Bionic eye could end blindness
Ron Oja has stated many times that technology prophesies. For example, he has taught how the move from analog to digital (e.g., from VHS and audio tapes to CDs and DVDs) prophesies the coming immortality of the sons of God. The above headline, therefore, caught my eye (pun intended).
Apparently, medical science and electronic engineering have brought us to the point where a bionic implant can restore sight to the blind (not for all people and not in all cases, but it is a start). The same is true of hearing. There are now technological devices that can be implanted in a patient’s inner ear to restore hearing. (I do not have a link but I heard a radio ad for the device and procedure.)
Both of these foretell that we are on the verge of a great awakening in the spiritual realm. At this time in our nation, we are a people of great spiritual blindness and deafness. At the time of the first coming of Christ, this verse was wholly applicable.
Isaiah 60:2 For, behold, the darkness shall cover the earth, and gross darkness the people: but the LORD shall arise upon thee, and his glory shall be seen upon thee.
This great darkness (spiritual blindness) is also entirely applicable in December of 2011 as our nation is spiritually circling the drain. These facts also prophesy that the second appearing of Christ is at the threshold. Here below is the article from the December 19, 2011 Daily Mail in the UK. (I’ve omitted the illustrations, but you can link to the complete article here.)

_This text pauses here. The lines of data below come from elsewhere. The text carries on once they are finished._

// Gemini API client - generateContent over REST
// One client per process; the API key is chosen per call by the rotation wrapper

use reqwest::Client;
use serde::{Deserialize, Serialize};
use serde_json::{json, Value};

use crate::error::LlmError;

/// Inline binary payload (image or document)
#[derive(Debug, Clone, Serialize, PartialEq)]
#[serde(rename_all = "camelCase")]
pub struct InlineData {
    pub mime_type: String,
    /// Base64 encoded bytes
    pub data: String,
}

/// One part of a single-turn request
#[derive(Debug, Clone, Serialize, PartialEq)]
#[serde(rename_all = "camelCase")]
pub enum Part {
    Text(String),
    InlineData(InlineData),
}

impl Part {
    pub fn text(text: impl Into<String>) -> Self {
        Part::Text(text.into())
    }

    pub fn inline(mime_type: impl Into<String>, data: impl Into<String>) -> Self {
        Part::InlineData(InlineData { mime_type: mime_type.into(), data: data.into() })
    }
}

#[derive(Debug, Deserialize)]
struct GenerateContentResponse {
    #[serde(default)]
    candidates: Vec<Candidate>,
}

#[derive(Debug, Deserialize)]
struct Candidate {
    #[serde(default)]
    content: Option<CandidateContent>,
}

#[derive(Debug, Deserialize)]
struct CandidateContent {
    #[serde(default)]
    parts: Vec<ResponsePart>,
}

#[derive(Debug, Deserialize)]
struct ResponsePart {
    #[serde(default)]
    text: Option<String>,
}

/// Gemini REST client
#[derive(Clone)]
pub struct GeminiClient {
    client: Client,
    base_url: String,
    model: String,
}

impl GeminiClient {
    pub fn new(client: Client, base_url: impl Into<String>, model: impl Into<String>) -> Self {
        Self {
            client,
            base_url: base_url.into().trim_end_matches('/').to_string(),
            model: model.into(),
        }
    }

    /// Send one user turn; returns the concatenated text of the first candidate,
    /// or None when the model produced no text
    pub async fn generate_content(&self, api_key: &str, parts: &[Part]) -> Result<Option<String>, LlmError> {
        let url = format!("{}/v1beta/models/{}:generateContent", self.base_url, self.model);
        let body = json!({
            "contents": [{ "role": "user", "parts": parts }]
        });

        let response = self
            .client
            .post(&url)
            .header("x-goog-api-key", api_key)
            .json(&body)
            .send()
            .await?;

        let status = response.status();
        if !status.is_success() {
            let error_text = response.text().await.unwrap_or_default();
            return Err(LlmError::Api {
                status: status.as_u16(),
                message: api_error_message(&error_text),
            });
        }

        let parsed: GenerateContentResponse = response.json().await?;
        let text: String = parsed
            .candidates
            .into_iter()
            .next()
            .and_then(|c| c.content)
            .map(|c| c.parts.into_iter().filter_map(|p| p.text).collect())
            .unwrap_or_default();

        if text.trim().is_empty() {
            Ok(None)
        } else {
            Ok(Some(text))
        }
    }
}

/// Gemini errors come back as {"error": {"code", "message", "status"}}
fn api_error_message(body: &str) -> String {
    serde_json::from_str::<Value>(body)
        .ok()
        .and_then(|v| {
            v.get("error")
                .and_then(|e| e.get("message"))
                .and_then(|m| m.as_str())
                .map(str::to_string)
        })
        .unwrap_or_else(|| body.to_string())
}
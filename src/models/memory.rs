// Memory models - knowledge base entries built from uploaded files

use serde::{Deserialize, Serialize};

/// Kind of uploaded artifact
#[derive(Debug, Clone, Copy, Serialize, Deserialize, PartialEq, Eq)]
#[serde(rename_all = "lowercase")]
pub enum MemoryKind {
    Text,
    Image,
    Pdf,
}

impl MemoryKind {
    /// Detect the kind from a MIME type: image/* is an image, application/pdf
    /// a pdf, everything else is treated as text
    pub fn from_mime(mime_type: &str) -> Self {
        let mime = mime_type.trim().to_ascii_lowercase();
        if mime.starts_with("image/") {
            MemoryKind::Image
        } else if mime == "application/pdf" {
            MemoryKind::Pdf
        } else {
            MemoryKind::Text
        }
    }

    /// MIME type sent to the model when the upload did not carry one
    pub fn default_mime(&self) -> &'static str {
        match self {
            MemoryKind::Text => "text/plain",
            MemoryKind::Image => "image/png",
            MemoryKind::Pdf => "application/pdf",
        }
    }
}

/// A knowledge base entry as stored under `memories/{id}`
/// Immutable once created
#[derive(Debug, Clone, Serialize, Deserialize, PartialEq)]
pub struct MemoryItem {
    pub id: String,
    #[serde(rename = "type")]
    pub kind: MemoryKind,
    /// Display name (the uploaded file name)
    pub name: String,
    /// Raw upload, base64 encoded
    pub content: String,
    /// AI generated understanding of the upload
    pub summary: String,
    /// Creation time, Unix epoch milliseconds
    pub timestamp: i64,
}

impl MemoryItem {
    pub fn new(kind: MemoryKind, name: String, content: String, summary: String) -> Self {
        Self {
            id: uuid::Uuid::new_v4().to_string(),
            kind,
            name,
            content,
            summary,
            timestamp: chrono::Utc::now().timestamp_millis(),
        }
    }
}

/// One file in an upload batch
#[derive(Debug, Clone, Deserialize)]
pub struct UploadFile {
    pub name: String,
    #[serde(default)]
    pub mime_type: Option<String>,
    /// File bytes, base64 encoded
    pub data: String,
}

/// Request to upload and analyze files
#[derive(Debug, Clone, Deserialize)]
pub struct UploadMemoriesRequest {
    pub files: Vec<UploadFile>,
}

/// A file that could not be turned into a memory
#[derive(Debug, Clone, Serialize)]
pub struct UploadFailure {
    pub name: String,
    pub error: String,
}

/// Result of an upload batch
#[derive(Debug, Clone, Serialize, Default)]
pub struct UploadMemoriesResponse {
    pub created: Vec<MemoryItem>,
    pub failed: Vec<UploadFailure>,
}
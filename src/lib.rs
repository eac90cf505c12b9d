// Nexus Agent Backend - knowledge base + reply drafting over Firebase and Gemini

pub mod config;
pub mod error;
pub mod llm;
pub mod models;
pub mod routes;
pub mod services;

use std::sync::Arc;

use axum::Router;
use tower_http::cors::{Any, CorsLayer};
use tower_http::trace::TraceLayer;

use config::Config;
use error::DatabaseError;
use llm::{GeminiClient, KnowledgeAgent};
use routes::{
    api_keys_routes, chat_routes, events_routes, health_routes, memories_routes, settings_routes,
};
use services::RealtimeDbService;

/// Application state shared across handlers
#[derive(Clone)]
pub struct AppState {
    pub db: Arc<RealtimeDbService>,
    pub agent: Arc<KnowledgeAgent>,
    pub config: Arc<Config>,
}

impl AppState {
    pub fn new(db: RealtimeDbService, agent: KnowledgeAgent, config: Config) -> Self {
        Self {
            db: Arc::new(db),
            agent: Arc::new(agent),
            config: Arc::new(config),
        }
    }

    /// Wire the database and Gemini clients from configuration
    pub fn from_config(config: Config) -> Result<Self, DatabaseError> {
        let db = RealtimeDbService::from_config(&config)?;
        let gemini = GeminiClient::new(
            reqwest::Client::new(),
            config.gemini_base_url.clone(),
            config.gemini_model.clone(),
        );
        let agent = KnowledgeAgent::new(gemini, config.gemini_api_key.clone());
        Ok(Self::new(db, agent, config))
    }
}

/// Build the full router with CORS and request tracing
pub fn app(state: AppState) -> Router {
    let cors = CorsLayer::new()
        .allow_origin(Any)
        .allow_methods(Any)
        .allow_headers(Any);

    Router::new()
        .merge(health_routes())
        .merge(memories_routes())
        .merge(settings_routes())
        .merge(api_keys_routes())
        .merge(chat_routes())
        .merge(events_routes())
        .with_state(state)
        .layer(cors)
        .layer(TraceLayer::new_for_http())
}
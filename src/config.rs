// Configuration - Environment variables
// Loaded once at startup (optionally from .env)

use std::env;

pub const DEFAULT_GEMINI_MODEL: &str = "gemini-2.5-flash";
pub const DEFAULT_GEMINI_BASE_URL: &str = "https://generativelanguage.googleapis.com";
pub const DEFAULT_LOG_FILE: &str = "/tmp/nexus-agent.log";

/// Application configuration loaded from environment
#[derive(Clone, Debug)]
pub struct Config {
    /// Server port
    pub port: u16,
    /// Realtime Database root, e.g. https://<project>-default-rtdb.<region>.firebasedatabase.app
    pub firebase_database_url: Option<String>,
    /// Legacy database secret, sent as the `auth` query parameter
    pub firebase_database_secret: Option<String>,
    /// Service account JSON used to mint OAuth2 access tokens for the database
    pub google_application_credentials: Option<String>,
    /// Fallback Gemini key, used only when the key store is empty
    pub gemini_api_key: Option<String>,
    /// Gemini model used for analysis and replies
    pub gemini_model: String,
    /// Gemini REST endpoint root
    pub gemini_base_url: String,
    /// Log file path (appended to, alongside stdout)
    pub log_file: String,
}

impl Config {
    /// Load configuration from environment variables
    pub fn from_env() -> Self {
        Self {
            port: env::var("PORT")
                .ok()
                .and_then(|p| p.parse().ok())
                .unwrap_or(8080),
            firebase_database_url: non_empty_var("FIREBASE_DATABASE_URL"),
            firebase_database_secret: non_empty_var("FIREBASE_DATABASE_SECRET"),
            google_application_credentials: non_empty_var("GOOGLE_APPLICATION_CREDENTIALS"),
            gemini_api_key: non_empty_var("GEMINI_API_KEY"),
            gemini_model: non_empty_var("GEMINI_MODEL")
                .unwrap_or_else(|| DEFAULT_GEMINI_MODEL.to_string()),
            gemini_base_url: non_empty_var("GEMINI_BASE_URL")
                .unwrap_or_else(|| DEFAULT_GEMINI_BASE_URL.to_string()),
            log_file: non_empty_var("LOG_FILE").unwrap_or_else(|| DEFAULT_LOG_FILE.to_string()),
        }
    }

    /// Validate that required configuration is present
    pub fn validate(&self) -> Result<(), String> {
        match self.firebase_database_url.as_deref() {
            None => return Err("FIREBASE_DATABASE_URL is not set".to_string()),
            Some(url) if !url.starts_with("http://") && !url.starts_with("https://") => {
                return Err(format!("FIREBASE_DATABASE_URL must be an http(s) URL, got {}", url));
            }
            _ => {}
        }
        if self.firebase_database_secret.is_none() && self.google_application_credentials.is_none() {
            tracing::warn!(
                "Neither FIREBASE_DATABASE_SECRET nor GOOGLE_APPLICATION_CREDENTIALS set - database requests are unauthenticated"
            );
        }
        if self.gemini_api_key.is_none() {
            tracing::warn!("GEMINI_API_KEY not set - inference fails while the key store is empty");
        }
        Ok(())
    }
}

fn non_empty_var(name: &str) -> Option<String> {
    env::var(name)
        .ok()
        .map(|v| v.trim().to_string())
        .filter(|v| !v.is_empty())
}

#[cfg(test)]
mod tests {
    use super::*;

    fn config(url: Option<&str>) -> Config {
        Config {
            port: 8080,
            firebase_database_url: url.map(str::to_string),
            firebase_database_secret: None,
            google_application_credentials: None,
            gemini_api_key: None,
            gemini_model: DEFAULT_GEMINI_MODEL.to_string(),
            gemini_base_url: DEFAULT_GEMINI_BASE_URL.to_string(),
            log_file: DEFAULT_LOG_FILE.to_string(),
        }
    }

    #[test]
    fn test_validate_requires_database_url() {
        assert!(config(None).validate().is_err());
        assert!(config(Some("ftp://example.com")).validate().is_err());
        assert!(config(Some("https://demo-default-rtdb.firebaseio.com")).validate().is_ok());
    }
}
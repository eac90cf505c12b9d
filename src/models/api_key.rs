// API key models - the credential pool used for Gemini calls

use serde::{Deserialize, Serialize};
use sha2::{Digest, Sha256};

/// A labeled Gemini credential. The id is the record's key under `api_keys`
#[derive(Debug, Clone, PartialEq)]
pub struct ApiKeyEntry {
    pub id: String,
    pub label: String,
    pub key: String,
    /// Unix epoch milliseconds
    pub created_at: i64,
}

/// Record body as stored under `api_keys/{id}`
#[derive(Debug, Clone, Serialize, Deserialize)]
#[serde(rename_all = "camelCase")]
pub struct StoredApiKey {
    #[serde(default)]
    pub label: String,
    pub key: String,
    #[serde(default)]
    pub created_at: i64,
}

impl ApiKeyEntry {
    pub fn from_stored(id: String, stored: StoredApiKey) -> Self {
        Self {
            id,
            label: stored.label,
            key: stored.key,
            created_at: stored.created_at,
        }
    }

    /// Public view: the secret itself never leaves the backend
    pub fn view(&self) -> ApiKeyView {
        ApiKeyView {
            id: self.id.clone(),
            label: self.label.clone(),
            masked_key: mask_secret(&self.key),
            fingerprint: fingerprint(&self.key),
            created_at: self.created_at,
        }
    }
}

/// API key as returned to clients; snake_case like the rest of the HTTP API
#[derive(Debug, Clone, Serialize, Deserialize, PartialEq)]
pub struct ApiKeyView {
    pub id: String,
    pub label: String,
    pub masked_key: String,
    pub fingerprint: String,
    pub created_at: i64,
}

/// Request to add a key
#[derive(Debug, Clone, Deserialize)]
pub struct AddApiKeyRequest {
    pub label: String,
    pub key: String,
}

/// Mask all but the last four characters
pub fn mask_secret(secret: &str) -> String {
    let chars: Vec<char> = secret.chars().collect();
    if chars.len() <= 4 {
        return "••••".to_string();
    }
    let tail: String = chars[chars.len() - 4..].iter().collect();
    format!("••••{}", tail)
}

/// First 8 hex chars of SHA256(secret)
pub fn fingerprint(secret: &str) -> String {
    let digest = Sha256::digest(secret.as_bytes());
    hex::encode(&digest[..4])
}
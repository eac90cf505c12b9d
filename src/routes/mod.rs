// Routes module

pub mod api_keys;
pub mod chat;
pub mod events;
pub mod health;
pub mod memories;
pub mod settings;

pub use api_keys::api_keys_routes;
pub use chat::chat_routes;
pub use events::events_routes;
pub use health::health_routes;
pub use memories::memories_routes;
pub use settings::settings_routes;
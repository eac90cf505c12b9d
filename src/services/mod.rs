// Services module

pub mod events;
pub mod google_auth;
pub mod realtime_db;

pub use events::DatabaseEvent;
pub use realtime_db::RealtimeDbService;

A bionic eye that could restore the sight to the blind is to be tested on Britons. Small-scale trials on the Continent have already produced ‘quite astonishing’ results. The tiny implantable microchip allowed men and women who thought they would never be able to see again to read a clock and identify everyday objects.
Now, the wafer-thin device is to be implanted in Britons for the first time, with the first operations due within weeks. Up to 12 men and women will be treated, with the surgery taking place in Oxford and London. If these, and similar operations in Europe, prove the device from German firm Retina Implant to be safe and effective it could be on the market by 2013.
Most of the Britons treated will be middle-age and all will have retinitis pigmentosa, a hereditary disease that destroys the light-sensitive retina at the back of the eye. A microchip packed with 1,500 light sensors designed to replace those lost to disease is implanted in the back of the eye.
The sensors convert light to electrical signals. These stimulate nerves in the retina which pass signals down the optic nerve to the brain to turn into an image. Robert MacLaren, the surgeon who will lead the Oxford arm of the trial, cautioned that the surgery is still experimental and the device does not work in all cases.